- [Task to carry out]:
Please return every line of the records that contains the word "Deadline".

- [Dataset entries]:
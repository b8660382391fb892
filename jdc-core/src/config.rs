//! Validated engine configuration.
//!
//! The engine never parses flags or files itself; the binary assembles a
//! [`Config`] and calls [`Config::validate`] before any socket is opened.
//! Validation failures never reach the transfer drivers.

use std::path::PathBuf;
use std::time::Duration;

use crate::error::TransferError;

/// Default chunk size (1 MiB).
pub const DEFAULT_CHUNK_SIZE: u64 = 1024 * 1024;

/// Default socket / file I/O buffer size (1 MiB).
pub const DEFAULT_BUFFER_SIZE: usize = 1024 * 1024;

/// Hard ceiling on the chunk size. Chunk bodies are held in memory and
/// indexed by `usize`, and sizes travel as decimal int64 lines on the wire;
/// 2 GiB minus one keeps every chunk addressable by an `i32`-indexed buffer
/// on all supported targets.
pub const MAX_CHUNK_SIZE: u64 = i32::MAX as u64;

/// Which end of the transfer this process plays.
#[derive(Debug, Clone, Copy, PartialEq, Eq)]
pub enum Role {
    /// Receiver: listens, pulls chunks, writes the output file.
    Server,
    /// Sender: connects, announces the file, services chunk requests.
    Client,
}

/// Complete configuration consumed by the transfer drivers.
#[derive(Debug, Clone)]
pub struct Config {
    /// Receiver or sender role.
    pub role: Role,
    /// TCP endpoint: listened on (server) or connected to (client).
    pub address: String,
    /// Destination directory for received files (server role).
    pub output_dir: PathBuf,
    /// Source file to send (client role).
    pub file_path: PathBuf,
    /// Bytes per chunk. Part of the resume identity.
    pub chunk_size: u64,
    /// Socket send/receive and stream buffer size in bytes.
    pub buffer_size: usize,
    /// Scheduler parallelism hint for the runtime worker pool.
    pub workers: usize,
    /// Enable the per-file compression policy on the sender.
    pub compression: bool,
    /// This side's opt-in to the end-to-end hash handshake.
    pub verify_hash: bool,
    /// Show the progress renderer (collaborator; engine only emits events).
    pub show_progress: bool,
    /// Deadline for each chunk-class network operation.
    pub timeout: Duration,
    /// Maximum attempts per chunk operation.
    pub retries: u32,
    /// Base inter-chunk pacing delay.
    pub chunk_delay: Duration,
    /// Enable the adaptive delay multiplier.
    pub adaptive_delay: bool,
    /// Lower bound for the adaptive delay.
    pub min_delay: Duration,
    /// Upper bound for the adaptive delay.
    pub max_delay: Duration,
}

impl Default for Config {
    fn default() -> Self {
        Self {
            role: Role::Client,
            address: "127.0.0.1:9876".to_string(),
            output_dir: PathBuf::from("."),
            file_path: PathBuf::new(),
            chunk_size: DEFAULT_CHUNK_SIZE,
            buffer_size: DEFAULT_BUFFER_SIZE,
            workers: 4,
            compression: false,
            verify_hash: true,
            show_progress: false,
            timeout: Duration::from_secs(120),
            retries: 5,
            chunk_delay: Duration::ZERO,
            adaptive_delay: false,
            min_delay: Duration::ZERO,
            max_delay: Duration::from_secs(1),
        }
    }
}

impl Config {
    /// Check ranges and role-specific requirements, clamping the chunk size
    /// to [`MAX_CHUNK_SIZE`]. Returns the first violation found.
    pub fn validate(&mut self) -> Result<(), TransferError> {
        if self.chunk_size == 0 {
            return Err(TransferError::Validation("chunk size must be positive".into()));
        }
        if self.chunk_size > MAX_CHUNK_SIZE {
            tracing::warn!(
                requested = self.chunk_size,
                clamped = MAX_CHUNK_SIZE,
                "chunk size clamped to buffer-addressable ceiling"
            );
            self.chunk_size = MAX_CHUNK_SIZE;
        }
        if self.buffer_size == 0 {
            return Err(TransferError::Validation("buffer size must be positive".into()));
        }
        if self.workers == 0 {
            return Err(TransferError::Validation("worker count must be positive".into()));
        }
        if self.retries == 0 {
            return Err(TransferError::Validation("retry count must be positive".into()));
        }
        if self.min_delay > self.max_delay {
            return Err(TransferError::Validation(
                "adaptive delay bounds inverted: min exceeds max".into(),
            ));
        }
        match self.role {
            Role::Client => {
                if self.file_path.as_os_str().is_empty() {
                    return Err(TransferError::Validation("no source file given".into()));
                }
                if !self.file_path.is_file() {
                    return Err(TransferError::Validation("source file does not exist".into()));
                }
            }
            Role::Server => {
                if !self.output_dir.is_dir() {
                    return Err(TransferError::Validation(
                        "output directory does not exist".into(),
                    ));
                }
            }
        }
        Ok(())
    }

    /// Deadline for the hash handshake: 2.5× the chunk-class timeout,
    /// never below five minutes, because the receiver re-reads the whole
    /// output file.
    pub fn hash_timeout(&self) -> Duration {
        (self.timeout.saturating_mul(5) / 2).max(Duration::from_secs(300))
    }
}

#[cfg(test)]
mod tests {
    use super::*;

    fn client_config(dir: &tempfile::TempDir) -> Config {
        let file = dir.path().join("data.bin");
        std::fs::write(&file, b"payload").unwrap();
        Config { role: Role::Client, file_path: file, ..Config::default() }
    }

    #[test]
    fn default_config_is_valid_for_server() {
        let dir = tempfile::tempdir().unwrap();
        let mut cfg = Config {
            role: Role::Server,
            output_dir: dir.path().to_path_buf(),
            ..Config::default()
        };
        assert!(cfg.validate().is_ok());
    }

    #[test]
    fn zero_chunk_size_rejected() {
        let dir = tempfile::tempdir().unwrap();
        let mut cfg = client_config(&dir);
        cfg.chunk_size = 0;
        assert!(matches!(cfg.validate(), Err(TransferError::Validation(_))));
    }

    #[test]
    fn oversized_chunk_clamped() {
        let dir = tempfile::tempdir().unwrap();
        let mut cfg = client_config(&dir);
        cfg.chunk_size = 4 * 1024 * 1024 * 1024;
        cfg.validate().unwrap();
        assert_eq!(cfg.chunk_size, MAX_CHUNK_SIZE);
    }

    #[test]
    fn inverted_delay_bounds_rejected() {
        let dir = tempfile::tempdir().unwrap();
        let mut cfg = client_config(&dir);
        cfg.min_delay = Duration::from_millis(100);
        cfg.max_delay = Duration::from_millis(10);
        assert!(matches!(cfg.validate(), Err(TransferError::Validation(_))));
    }

    #[test]
    fn missing_source_rejected() {
        let mut cfg = Config {
            role: Role::Client,
            file_path: PathBuf::from("/no/such/file"),
            ..Config::default()
        };
        assert!(matches!(cfg.validate(), Err(TransferError::Validation(_))));
    }

    #[test]
    fn missing_output_dir_rejected() {
        let mut cfg = Config {
            role: Role::Server,
            output_dir: PathBuf::from("/no/such/dir"),
            ..Config::default()
        };
        assert!(matches!(cfg.validate(), Err(TransferError::Validation(_))));
    }

    #[test]
    fn hash_timeout_floor() {
        // Default 120 s timeout × 2.5 lands exactly on the 5-minute floor.
        let cfg = Config::default();
        assert_eq!(cfg.hash_timeout(), Duration::from_secs(300));

        // Short timeouts clamp up to the floor.
        let cfg = Config { timeout: Duration::from_secs(10), ..Config::default() };
        assert_eq!(cfg.hash_timeout(), Duration::from_secs(300));

        // Long timeouts scale at 2.5×.
        let cfg = Config { timeout: Duration::from_secs(600), ..Config::default() };
        assert_eq!(cfg.hash_timeout(), Duration::from_secs(1500));
    }
}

- [Solution for this problem]:
    /// Deadline for each chunk-class network operation.
    /// Deadline for the hash handshake: 2.5× the chunk-class timeout,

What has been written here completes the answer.